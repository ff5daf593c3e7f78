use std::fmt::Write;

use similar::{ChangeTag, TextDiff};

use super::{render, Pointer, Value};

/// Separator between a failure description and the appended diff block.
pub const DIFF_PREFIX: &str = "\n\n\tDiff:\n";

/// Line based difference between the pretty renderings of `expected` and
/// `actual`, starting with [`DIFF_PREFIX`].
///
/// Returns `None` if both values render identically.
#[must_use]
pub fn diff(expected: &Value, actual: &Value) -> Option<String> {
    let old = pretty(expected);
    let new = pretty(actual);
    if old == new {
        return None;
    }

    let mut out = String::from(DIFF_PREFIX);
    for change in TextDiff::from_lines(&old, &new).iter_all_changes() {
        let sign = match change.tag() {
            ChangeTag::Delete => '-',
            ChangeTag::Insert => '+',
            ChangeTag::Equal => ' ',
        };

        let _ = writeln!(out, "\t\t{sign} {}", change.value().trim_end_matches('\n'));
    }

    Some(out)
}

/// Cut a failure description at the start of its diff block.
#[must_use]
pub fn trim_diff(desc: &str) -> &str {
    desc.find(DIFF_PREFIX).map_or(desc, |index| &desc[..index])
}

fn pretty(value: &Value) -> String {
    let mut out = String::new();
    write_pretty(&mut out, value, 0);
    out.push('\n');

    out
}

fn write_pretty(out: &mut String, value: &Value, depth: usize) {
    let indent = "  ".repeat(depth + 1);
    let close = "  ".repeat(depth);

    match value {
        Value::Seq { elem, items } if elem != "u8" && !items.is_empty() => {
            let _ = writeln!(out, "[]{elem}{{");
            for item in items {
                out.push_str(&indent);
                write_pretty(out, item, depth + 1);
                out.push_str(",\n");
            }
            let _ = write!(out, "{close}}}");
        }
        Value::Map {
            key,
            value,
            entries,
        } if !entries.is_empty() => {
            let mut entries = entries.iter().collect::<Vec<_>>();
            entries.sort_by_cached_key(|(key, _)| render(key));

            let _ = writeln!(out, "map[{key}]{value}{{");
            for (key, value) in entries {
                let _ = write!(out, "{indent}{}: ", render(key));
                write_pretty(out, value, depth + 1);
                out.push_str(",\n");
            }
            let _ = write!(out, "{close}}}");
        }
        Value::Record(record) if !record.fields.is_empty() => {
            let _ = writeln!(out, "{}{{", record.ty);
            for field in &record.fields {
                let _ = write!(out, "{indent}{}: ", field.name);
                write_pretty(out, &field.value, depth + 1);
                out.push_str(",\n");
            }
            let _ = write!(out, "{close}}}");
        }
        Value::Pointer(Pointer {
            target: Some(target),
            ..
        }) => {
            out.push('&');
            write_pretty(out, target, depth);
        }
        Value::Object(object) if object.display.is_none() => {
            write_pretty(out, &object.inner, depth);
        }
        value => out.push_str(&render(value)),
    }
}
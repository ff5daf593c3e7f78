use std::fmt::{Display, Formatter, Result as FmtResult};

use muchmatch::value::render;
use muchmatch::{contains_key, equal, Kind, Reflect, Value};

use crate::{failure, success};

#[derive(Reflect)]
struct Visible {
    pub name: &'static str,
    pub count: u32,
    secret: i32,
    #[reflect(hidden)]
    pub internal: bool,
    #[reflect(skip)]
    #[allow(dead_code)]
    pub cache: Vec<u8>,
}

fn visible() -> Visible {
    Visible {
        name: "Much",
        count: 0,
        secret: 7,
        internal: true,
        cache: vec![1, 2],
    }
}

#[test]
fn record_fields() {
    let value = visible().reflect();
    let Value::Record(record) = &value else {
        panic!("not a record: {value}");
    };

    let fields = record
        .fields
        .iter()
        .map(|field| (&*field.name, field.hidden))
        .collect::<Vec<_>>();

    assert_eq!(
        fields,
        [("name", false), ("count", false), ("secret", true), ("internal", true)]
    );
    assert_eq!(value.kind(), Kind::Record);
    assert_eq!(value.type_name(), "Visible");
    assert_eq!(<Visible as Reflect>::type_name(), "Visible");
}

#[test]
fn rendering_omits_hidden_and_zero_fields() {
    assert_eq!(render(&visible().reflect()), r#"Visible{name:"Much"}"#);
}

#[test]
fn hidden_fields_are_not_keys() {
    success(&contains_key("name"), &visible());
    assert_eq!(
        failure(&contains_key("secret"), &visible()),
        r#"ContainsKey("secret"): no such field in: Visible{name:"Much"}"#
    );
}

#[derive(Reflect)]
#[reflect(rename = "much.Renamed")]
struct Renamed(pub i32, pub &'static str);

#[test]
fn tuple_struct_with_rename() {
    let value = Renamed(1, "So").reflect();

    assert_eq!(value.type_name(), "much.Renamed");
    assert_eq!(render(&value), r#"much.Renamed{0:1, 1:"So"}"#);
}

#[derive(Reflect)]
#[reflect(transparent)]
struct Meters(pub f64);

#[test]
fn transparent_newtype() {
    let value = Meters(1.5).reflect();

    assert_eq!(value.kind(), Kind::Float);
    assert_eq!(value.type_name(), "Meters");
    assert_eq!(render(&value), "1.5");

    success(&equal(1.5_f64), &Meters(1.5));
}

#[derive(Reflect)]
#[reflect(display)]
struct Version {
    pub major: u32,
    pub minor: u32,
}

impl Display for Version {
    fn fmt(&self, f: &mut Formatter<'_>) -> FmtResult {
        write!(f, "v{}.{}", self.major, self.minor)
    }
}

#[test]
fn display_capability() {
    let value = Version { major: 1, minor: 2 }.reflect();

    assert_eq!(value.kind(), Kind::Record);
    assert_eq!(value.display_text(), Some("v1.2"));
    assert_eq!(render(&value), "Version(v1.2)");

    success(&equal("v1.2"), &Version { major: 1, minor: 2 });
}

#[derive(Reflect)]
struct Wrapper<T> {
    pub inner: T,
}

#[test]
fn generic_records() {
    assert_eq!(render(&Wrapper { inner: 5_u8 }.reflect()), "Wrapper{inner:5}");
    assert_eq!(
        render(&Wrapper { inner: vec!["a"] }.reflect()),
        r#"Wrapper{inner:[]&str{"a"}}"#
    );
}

--- --- ---

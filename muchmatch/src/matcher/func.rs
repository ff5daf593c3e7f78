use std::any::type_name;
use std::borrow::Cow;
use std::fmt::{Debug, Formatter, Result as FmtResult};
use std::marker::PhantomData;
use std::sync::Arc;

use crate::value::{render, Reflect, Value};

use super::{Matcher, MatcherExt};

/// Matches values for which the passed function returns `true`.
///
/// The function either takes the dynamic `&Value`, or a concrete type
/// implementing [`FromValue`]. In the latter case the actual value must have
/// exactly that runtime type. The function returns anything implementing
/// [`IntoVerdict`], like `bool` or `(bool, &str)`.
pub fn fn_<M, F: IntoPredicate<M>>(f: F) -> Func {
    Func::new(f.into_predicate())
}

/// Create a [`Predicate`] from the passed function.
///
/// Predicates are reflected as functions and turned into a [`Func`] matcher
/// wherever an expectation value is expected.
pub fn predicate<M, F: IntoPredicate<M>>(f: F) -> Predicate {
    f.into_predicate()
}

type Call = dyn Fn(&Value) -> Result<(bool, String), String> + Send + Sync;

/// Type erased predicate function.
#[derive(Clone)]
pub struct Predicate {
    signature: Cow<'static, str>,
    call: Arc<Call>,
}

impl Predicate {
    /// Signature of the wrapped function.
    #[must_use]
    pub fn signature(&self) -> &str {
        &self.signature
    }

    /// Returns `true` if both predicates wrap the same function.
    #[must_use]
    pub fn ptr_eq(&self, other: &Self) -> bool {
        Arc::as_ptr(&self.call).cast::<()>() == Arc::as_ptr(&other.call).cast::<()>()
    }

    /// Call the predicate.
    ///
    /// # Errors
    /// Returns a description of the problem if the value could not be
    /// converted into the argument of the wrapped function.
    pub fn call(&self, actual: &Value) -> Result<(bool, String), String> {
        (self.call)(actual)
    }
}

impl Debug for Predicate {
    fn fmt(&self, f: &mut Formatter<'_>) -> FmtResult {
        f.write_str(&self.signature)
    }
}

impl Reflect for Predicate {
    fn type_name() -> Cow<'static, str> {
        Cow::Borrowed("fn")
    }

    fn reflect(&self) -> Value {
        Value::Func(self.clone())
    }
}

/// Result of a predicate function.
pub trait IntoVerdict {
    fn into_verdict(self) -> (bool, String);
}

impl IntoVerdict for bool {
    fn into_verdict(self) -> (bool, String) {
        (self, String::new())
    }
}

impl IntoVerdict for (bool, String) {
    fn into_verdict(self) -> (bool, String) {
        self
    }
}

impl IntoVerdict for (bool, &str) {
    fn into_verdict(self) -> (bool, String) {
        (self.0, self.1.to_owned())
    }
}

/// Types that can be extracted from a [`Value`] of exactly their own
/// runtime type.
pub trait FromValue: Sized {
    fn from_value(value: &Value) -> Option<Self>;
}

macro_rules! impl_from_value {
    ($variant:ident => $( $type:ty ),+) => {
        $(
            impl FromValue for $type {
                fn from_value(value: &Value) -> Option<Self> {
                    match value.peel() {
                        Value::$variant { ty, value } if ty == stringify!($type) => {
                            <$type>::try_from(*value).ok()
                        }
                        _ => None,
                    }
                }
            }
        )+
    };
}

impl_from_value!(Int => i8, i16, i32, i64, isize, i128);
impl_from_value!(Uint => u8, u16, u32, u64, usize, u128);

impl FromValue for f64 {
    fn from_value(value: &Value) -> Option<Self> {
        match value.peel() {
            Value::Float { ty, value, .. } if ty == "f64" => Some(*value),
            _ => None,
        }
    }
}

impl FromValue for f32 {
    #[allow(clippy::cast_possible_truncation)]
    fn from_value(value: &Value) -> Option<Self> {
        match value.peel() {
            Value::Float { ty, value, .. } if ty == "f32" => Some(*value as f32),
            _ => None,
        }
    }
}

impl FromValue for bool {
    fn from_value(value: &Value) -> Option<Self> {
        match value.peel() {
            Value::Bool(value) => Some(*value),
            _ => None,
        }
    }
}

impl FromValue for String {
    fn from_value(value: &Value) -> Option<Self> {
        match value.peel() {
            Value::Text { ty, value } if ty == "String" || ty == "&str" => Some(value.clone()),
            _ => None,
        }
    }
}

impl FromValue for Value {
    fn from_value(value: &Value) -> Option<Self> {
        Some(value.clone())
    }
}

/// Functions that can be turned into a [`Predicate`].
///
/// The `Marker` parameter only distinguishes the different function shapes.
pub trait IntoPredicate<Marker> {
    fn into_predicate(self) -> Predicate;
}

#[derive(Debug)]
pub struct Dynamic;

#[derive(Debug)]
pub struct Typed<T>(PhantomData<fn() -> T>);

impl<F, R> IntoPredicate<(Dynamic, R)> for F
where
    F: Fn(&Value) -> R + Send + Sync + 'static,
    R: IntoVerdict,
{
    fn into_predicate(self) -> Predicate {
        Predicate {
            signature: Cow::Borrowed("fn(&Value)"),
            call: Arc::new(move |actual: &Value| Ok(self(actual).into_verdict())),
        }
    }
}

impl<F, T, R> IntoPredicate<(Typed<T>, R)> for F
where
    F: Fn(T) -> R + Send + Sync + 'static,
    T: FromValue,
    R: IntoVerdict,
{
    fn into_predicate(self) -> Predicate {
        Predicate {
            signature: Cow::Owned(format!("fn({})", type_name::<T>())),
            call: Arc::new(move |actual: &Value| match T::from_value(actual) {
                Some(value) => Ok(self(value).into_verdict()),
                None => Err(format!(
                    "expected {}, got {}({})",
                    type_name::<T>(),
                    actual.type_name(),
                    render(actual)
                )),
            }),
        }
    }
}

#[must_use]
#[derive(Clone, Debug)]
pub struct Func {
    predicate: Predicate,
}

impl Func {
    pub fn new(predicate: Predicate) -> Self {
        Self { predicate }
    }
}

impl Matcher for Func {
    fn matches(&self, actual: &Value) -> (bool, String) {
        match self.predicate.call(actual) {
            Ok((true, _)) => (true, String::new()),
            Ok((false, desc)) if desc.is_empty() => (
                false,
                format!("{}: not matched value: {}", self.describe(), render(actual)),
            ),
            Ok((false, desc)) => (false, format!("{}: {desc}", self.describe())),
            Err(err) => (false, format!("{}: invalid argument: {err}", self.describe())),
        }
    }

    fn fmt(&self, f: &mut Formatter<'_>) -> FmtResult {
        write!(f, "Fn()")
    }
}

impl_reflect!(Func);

--- --- ---

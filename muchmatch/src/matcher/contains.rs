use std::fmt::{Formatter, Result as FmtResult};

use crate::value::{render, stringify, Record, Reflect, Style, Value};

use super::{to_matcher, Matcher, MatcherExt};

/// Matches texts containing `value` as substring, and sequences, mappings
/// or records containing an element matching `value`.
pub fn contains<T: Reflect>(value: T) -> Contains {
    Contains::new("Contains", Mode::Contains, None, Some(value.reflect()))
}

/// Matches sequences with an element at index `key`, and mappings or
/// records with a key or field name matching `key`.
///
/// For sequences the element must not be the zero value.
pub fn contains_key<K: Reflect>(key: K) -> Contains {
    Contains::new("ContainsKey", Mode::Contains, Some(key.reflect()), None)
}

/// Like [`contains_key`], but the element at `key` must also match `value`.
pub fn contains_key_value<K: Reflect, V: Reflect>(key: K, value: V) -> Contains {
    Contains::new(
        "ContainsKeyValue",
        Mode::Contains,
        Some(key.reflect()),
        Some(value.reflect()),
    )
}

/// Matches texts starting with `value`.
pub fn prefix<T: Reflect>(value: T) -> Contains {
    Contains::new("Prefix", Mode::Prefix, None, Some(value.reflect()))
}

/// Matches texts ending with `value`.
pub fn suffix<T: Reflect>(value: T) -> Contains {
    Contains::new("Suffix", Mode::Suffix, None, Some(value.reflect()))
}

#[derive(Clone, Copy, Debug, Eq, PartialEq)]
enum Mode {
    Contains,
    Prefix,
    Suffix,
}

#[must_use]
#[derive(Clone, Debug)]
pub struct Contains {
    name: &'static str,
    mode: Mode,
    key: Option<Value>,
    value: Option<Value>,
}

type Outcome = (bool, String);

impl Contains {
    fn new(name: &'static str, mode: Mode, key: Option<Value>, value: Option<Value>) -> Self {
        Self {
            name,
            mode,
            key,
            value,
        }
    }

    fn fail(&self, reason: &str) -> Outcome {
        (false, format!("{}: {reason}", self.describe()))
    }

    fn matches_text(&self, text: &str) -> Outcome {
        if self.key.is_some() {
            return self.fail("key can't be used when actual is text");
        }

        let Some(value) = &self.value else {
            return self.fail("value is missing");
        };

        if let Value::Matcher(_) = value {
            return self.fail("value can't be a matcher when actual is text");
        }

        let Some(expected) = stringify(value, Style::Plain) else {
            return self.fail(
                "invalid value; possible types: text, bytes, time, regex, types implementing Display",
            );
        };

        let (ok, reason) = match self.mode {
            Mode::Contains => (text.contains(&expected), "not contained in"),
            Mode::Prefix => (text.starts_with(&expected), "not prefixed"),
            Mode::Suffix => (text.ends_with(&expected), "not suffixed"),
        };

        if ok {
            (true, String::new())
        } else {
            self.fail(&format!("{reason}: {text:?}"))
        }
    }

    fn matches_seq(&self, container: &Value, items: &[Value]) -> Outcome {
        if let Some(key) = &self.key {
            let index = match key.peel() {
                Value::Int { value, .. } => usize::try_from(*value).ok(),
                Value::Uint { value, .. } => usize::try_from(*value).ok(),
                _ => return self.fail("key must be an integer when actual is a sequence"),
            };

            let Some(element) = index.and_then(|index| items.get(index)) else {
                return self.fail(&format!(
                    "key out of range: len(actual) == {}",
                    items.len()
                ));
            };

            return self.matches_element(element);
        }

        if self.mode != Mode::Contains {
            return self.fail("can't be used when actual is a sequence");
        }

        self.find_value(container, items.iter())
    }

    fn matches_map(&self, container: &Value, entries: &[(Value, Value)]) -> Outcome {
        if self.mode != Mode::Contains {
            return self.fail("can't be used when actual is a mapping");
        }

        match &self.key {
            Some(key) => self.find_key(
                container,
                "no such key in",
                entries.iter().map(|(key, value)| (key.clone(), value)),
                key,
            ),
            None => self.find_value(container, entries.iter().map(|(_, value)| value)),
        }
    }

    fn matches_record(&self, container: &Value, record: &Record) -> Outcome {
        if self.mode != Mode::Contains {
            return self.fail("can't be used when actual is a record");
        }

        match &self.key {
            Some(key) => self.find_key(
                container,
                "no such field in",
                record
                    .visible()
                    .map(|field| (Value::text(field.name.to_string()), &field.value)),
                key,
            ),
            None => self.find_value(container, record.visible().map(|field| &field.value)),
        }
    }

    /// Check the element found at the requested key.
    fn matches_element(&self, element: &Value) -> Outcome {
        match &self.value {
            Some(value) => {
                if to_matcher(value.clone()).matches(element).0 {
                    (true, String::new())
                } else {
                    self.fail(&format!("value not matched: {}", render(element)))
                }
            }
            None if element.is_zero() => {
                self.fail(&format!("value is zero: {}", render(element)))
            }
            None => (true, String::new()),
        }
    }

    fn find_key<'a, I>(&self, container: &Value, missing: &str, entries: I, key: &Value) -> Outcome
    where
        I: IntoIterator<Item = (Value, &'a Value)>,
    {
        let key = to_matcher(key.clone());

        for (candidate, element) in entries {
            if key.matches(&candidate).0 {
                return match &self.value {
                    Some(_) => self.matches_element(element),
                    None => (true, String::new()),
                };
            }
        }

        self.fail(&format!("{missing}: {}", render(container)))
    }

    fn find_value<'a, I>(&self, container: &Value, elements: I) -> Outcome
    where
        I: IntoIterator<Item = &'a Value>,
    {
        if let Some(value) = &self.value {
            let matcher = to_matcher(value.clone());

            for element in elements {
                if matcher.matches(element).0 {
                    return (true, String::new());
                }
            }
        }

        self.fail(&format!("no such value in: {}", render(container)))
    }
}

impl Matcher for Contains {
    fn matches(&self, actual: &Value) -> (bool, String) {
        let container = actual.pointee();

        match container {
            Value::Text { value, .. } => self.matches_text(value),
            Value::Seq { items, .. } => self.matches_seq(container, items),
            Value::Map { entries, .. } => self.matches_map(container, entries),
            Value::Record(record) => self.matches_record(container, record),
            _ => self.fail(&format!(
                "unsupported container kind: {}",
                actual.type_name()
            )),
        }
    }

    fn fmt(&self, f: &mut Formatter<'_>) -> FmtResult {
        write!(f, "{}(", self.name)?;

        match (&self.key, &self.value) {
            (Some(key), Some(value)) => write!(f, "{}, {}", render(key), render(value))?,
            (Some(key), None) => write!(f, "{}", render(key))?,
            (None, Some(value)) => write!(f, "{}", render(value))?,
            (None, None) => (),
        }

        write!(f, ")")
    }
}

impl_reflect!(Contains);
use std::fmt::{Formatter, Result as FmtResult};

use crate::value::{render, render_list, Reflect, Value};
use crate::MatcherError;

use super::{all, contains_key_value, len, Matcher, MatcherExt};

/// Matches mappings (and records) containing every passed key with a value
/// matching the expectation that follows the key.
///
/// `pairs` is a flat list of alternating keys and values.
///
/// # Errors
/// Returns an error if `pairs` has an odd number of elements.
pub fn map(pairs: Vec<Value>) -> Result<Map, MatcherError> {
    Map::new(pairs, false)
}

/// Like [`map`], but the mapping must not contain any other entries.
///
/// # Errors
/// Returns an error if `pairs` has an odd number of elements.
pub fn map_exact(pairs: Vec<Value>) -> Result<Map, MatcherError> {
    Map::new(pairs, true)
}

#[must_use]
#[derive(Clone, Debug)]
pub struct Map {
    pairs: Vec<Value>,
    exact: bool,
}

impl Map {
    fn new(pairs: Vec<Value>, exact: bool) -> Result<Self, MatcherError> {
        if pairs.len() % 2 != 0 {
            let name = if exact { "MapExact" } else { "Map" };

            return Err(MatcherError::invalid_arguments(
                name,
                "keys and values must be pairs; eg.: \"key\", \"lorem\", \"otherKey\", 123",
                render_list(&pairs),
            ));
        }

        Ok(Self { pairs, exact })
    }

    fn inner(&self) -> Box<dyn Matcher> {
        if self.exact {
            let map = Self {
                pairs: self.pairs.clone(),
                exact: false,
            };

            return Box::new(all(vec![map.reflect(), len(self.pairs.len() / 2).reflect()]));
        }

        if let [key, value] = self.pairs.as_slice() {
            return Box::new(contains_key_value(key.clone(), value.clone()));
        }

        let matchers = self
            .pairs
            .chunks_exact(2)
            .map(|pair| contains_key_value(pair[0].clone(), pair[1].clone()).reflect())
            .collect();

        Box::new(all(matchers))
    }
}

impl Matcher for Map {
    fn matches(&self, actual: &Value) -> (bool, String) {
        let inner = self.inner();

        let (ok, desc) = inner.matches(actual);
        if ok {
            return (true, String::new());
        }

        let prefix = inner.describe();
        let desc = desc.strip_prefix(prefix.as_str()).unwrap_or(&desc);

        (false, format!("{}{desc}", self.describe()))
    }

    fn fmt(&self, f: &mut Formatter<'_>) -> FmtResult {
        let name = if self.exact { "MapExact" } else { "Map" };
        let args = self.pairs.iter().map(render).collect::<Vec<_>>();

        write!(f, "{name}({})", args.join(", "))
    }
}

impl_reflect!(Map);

--- --- ---

Aim of the exercise. Using the material above, find each line that holds "usize" and copy that line.

Answer below.
fn write_pretty(out: &mut String, value: &Value, depth: usize) {
impl_from_value!(Uint => u8, u16, u32, u64, usize, u128);
                Value::Int { value, .. } => usize::try_from(*value).ok(),
                Value::Uint { value, .. } => usize::try_from(*value).ok(),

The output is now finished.